Ross J. Anderson


Ross John Anderson, FRS, FREng is a researcher, author, and industry consultant in security engineering. He is Professor of Security Engineering at the Department of Computer Science and Technology, University of Cambridge where he is part of the University's security group.

Education

Anderson was educated at the High School of Glasgow. In 1978, he graduated with a Bachelor of Arts in mathematics and natural science from Trinity College, Cambridge, and subsequently received a qualification in computer engineering. Anderson worked in the avionics and banking industry before moving back to the University of Cambridge in 1992, to work on his doctorate under the supervision of Roger Needham and start his career as an academic researcher. He received his PhD in 1995, and became a lecturer in the same year.

Research

Anderson's research interests are in security, cryptology, dependability and technology policy. In cryptography, he designed with Eli Biham the BEAR, LION and Tiger cryptographic primitives, and co-wrote with Biham and Lars Knudsen the block cipher Serpent, one of the finalists in the Advanced Encryption Standard competition. He has also discovered weaknesses in the FISH cipher and designed the stream cipher Pike.
Anderson has always campaigned for computer security to be studied in a wider social context. Many of his writings emphasise the human, social, and political dimension of security. On online voting, for example, he writes "When you move from voting in person to voting at home it vastly expands the scope for vote buying and coercion”, making the point that it's not just a question of whether the encryption can be cracked.
In 1998, Anderson founded the Foundation for Information Policy Research, a think tank and lobbying group on information-technology policy.
Anderson is also a founder of the UK-Crypto mailing list and the economics of security research domain.
He is well-known among Cambridge academics as an outspoken defender of academic freedoms, intellectual property and other matters of university politics.
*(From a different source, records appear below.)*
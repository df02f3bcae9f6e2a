#![forbid(unsafe_code)]

use std::sync::atomic::{AtomicBool, Ordering};
use std::sync::Arc;
use std::time::{Duration, Instant};

use simcsv_kernel_contracts::card::{CardIoError, CardReader};
use tracing::{debug, info};

/// Shared stop flag for a card wait. Clones observe the same flag.
#[derive(Debug, Clone, Default)]
pub struct CancelToken(Arc<AtomicBool>);

impl CancelToken {
    pub fn new() -> Self {
        Self::default()
    }

    pub fn cancel(&self) {
        self.0.store(true, Ordering::SeqCst);
    }

    pub fn is_cancelled(&self) -> bool {
        self.0.load(Ordering::SeqCst)
    }
}

#[derive(Debug, Clone, Copy, PartialEq, Eq)]
pub struct CardWaitConfig {
    pub poll_interval: Duration,
    /// `None` waits until a card shows up or the wait is cancelled.
    pub timeout: Option<Duration>,
}

impl CardWaitConfig {
    pub fn mvp_v1() -> Self {
        Self {
            poll_interval: Duration::from_millis(250),
            timeout: None,
        }
    }
}

/// Polls `reader` until a card is inserted. Returns `None` on cancellation or
/// timeout; a session that arrives after cancellation is dropped.
pub fn wait_for_card<R: CardReader>(
    reader: &mut R,
    config: &CardWaitConfig,
    cancel: &CancelToken,
) -> Result<Option<R::Session>, CardIoError> {
    let started = Instant::now();
    info!("waiting for card");
    loop {
        if cancel.is_cancelled() {
            info!("card wait cancelled");
            return Ok(None);
        }
        if let Some(limit) = config.timeout {
            if started.elapsed() >= limit {
                info!(waited_ms = started.elapsed().as_millis() as u64, "card wait timed out");
                return Ok(None);
            }
        }
        if let Some(session) = reader.poll_for_card(config.poll_interval)? {
            if cancel.is_cancelled() {
                debug!("card arrived after cancellation, releasing it");
                return Ok(None);
            }
            info!("card inserted");
            return Ok(Some(session));
        }
    }
}

#[cfg(test)]
mod tests {
    use super::*;
    use simcsv_storage::card_image::{CardImage, CardImageReader, SimulatedCard};
    use std::thread;

    const IMAGE: &str = r#"{
        "schema_version": 1,
        "capabilities": { "supports_context_a": true, "supports_context_b": false },
        "adm_pin": "3132333435363738",
        "objects": []
    }"#;

    fn card() -> SimulatedCard {
        SimulatedCard::from_image(&CardImage::from_json(IMAGE).unwrap()).unwrap()
    }

    fn fast() -> CardWaitConfig {
        CardWaitConfig {
            poll_interval: Duration::from_millis(1),
            timeout: Some(Duration::from_secs(5)),
        }
    }

    #[test]
    fn at_card_wait_01_returns_session_once_inserted() {
        let mut reader = CardImageReader::inserted_after(card(), 3);
        let session = wait_for_card(&mut reader, &fast(), &CancelToken::new()).unwrap();
        assert!(session.is_some());
    }

    #[test]
    fn at_card_wait_02_cancelled_wait_yields_no_session() {
        let mut reader = CardImageReader::new(card());
        let cancel = CancelToken::new();
        cancel.cancel();
        assert!(wait_for_card(&mut reader, &fast(), &cancel)
            .unwrap()
            .is_none());
    }

    #[test]
    fn at_card_wait_03_cancel_from_another_thread() {
        let mut reader = CardImageReader::inserted_after(card(), usize::MAX);
        let cancel = CancelToken::new();
        let remote = cancel.clone();
        let canceller = thread::spawn(move || {
            thread::sleep(Duration::from_millis(20));
            remote.cancel();
        });
        let config = CardWaitConfig {
            poll_interval: Duration::from_millis(1),
            timeout: None,
        };
        assert!(wait_for_card(&mut reader, &config, &cancel).unwrap().is_none());
        canceller.join().unwrap();
    }

    #[test]
    fn at_card_wait_04_timeout_yields_no_session() {
        let mut reader = CardImageReader::inserted_after(card(), usize::MAX);
        let config = CardWaitConfig {
            poll_interval: Duration::from_millis(1),
            timeout: Some(Duration::from_millis(10)),
        };
        assert!(wait_for_card(&mut reader, &config, &CancelToken::new())
            .unwrap()
            .is_none());
    }
}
He is engaged in the ″Campaign for Cambridge Freedoms″ and has been an elected member of Cambridge University Council since 2002. In January 2004, the student newspaper Varsity declared Anderson to be Cambridge University's "most powerful person".
In 2002, he became an outspoken critic of trusted computing proposals, in particular Microsoft's Palladium operating system vision.
Anderson's TCPA FAQ has been characterised by IBM TC researcher David R. Safford as "full of technical errors" and of "presenting speculation as fact."
For years Anderson has been arguing that by their nature large databases will never be free of abuse by breaches of security. He has said that if a large system is designed for ease of access it becomes insecure; if made watertight it becomes impossible to use. This is sometimes known as Anderson's Rule.
Anderson is the author of Security Engineering, published by Wiley in 2001. He was the founder and editor of Computer and Communications Security Reviews.
After the vast Global surveillance disclosure leaked by Edward Snowden beginning in June 2013 Anderson suggested one way to begin stamping out the British state's unaccountable involvement in this NSA spying scandal is to entirely end the domestic secret services. Anderson: “Were I a legislator, I would simply abolish MI5." Anderson notes the only way this kind of systemic data collection has been made possible was through the business models of private industry. The value of information-driven web companies such as Facebook and Google is built around their ability to gather vast tracts of data. It was something the intelligence agencies would have struggled with alone.
Anderson is a critic of smart meters, writing that there are various privacy and energy security concerns.

Awards and honours

Anderson was elected a Fellow of the Royal Society in 2009. His nomination reads:
Anderson was also elected a Fellow of the Royal Academy of Engineering in 2009.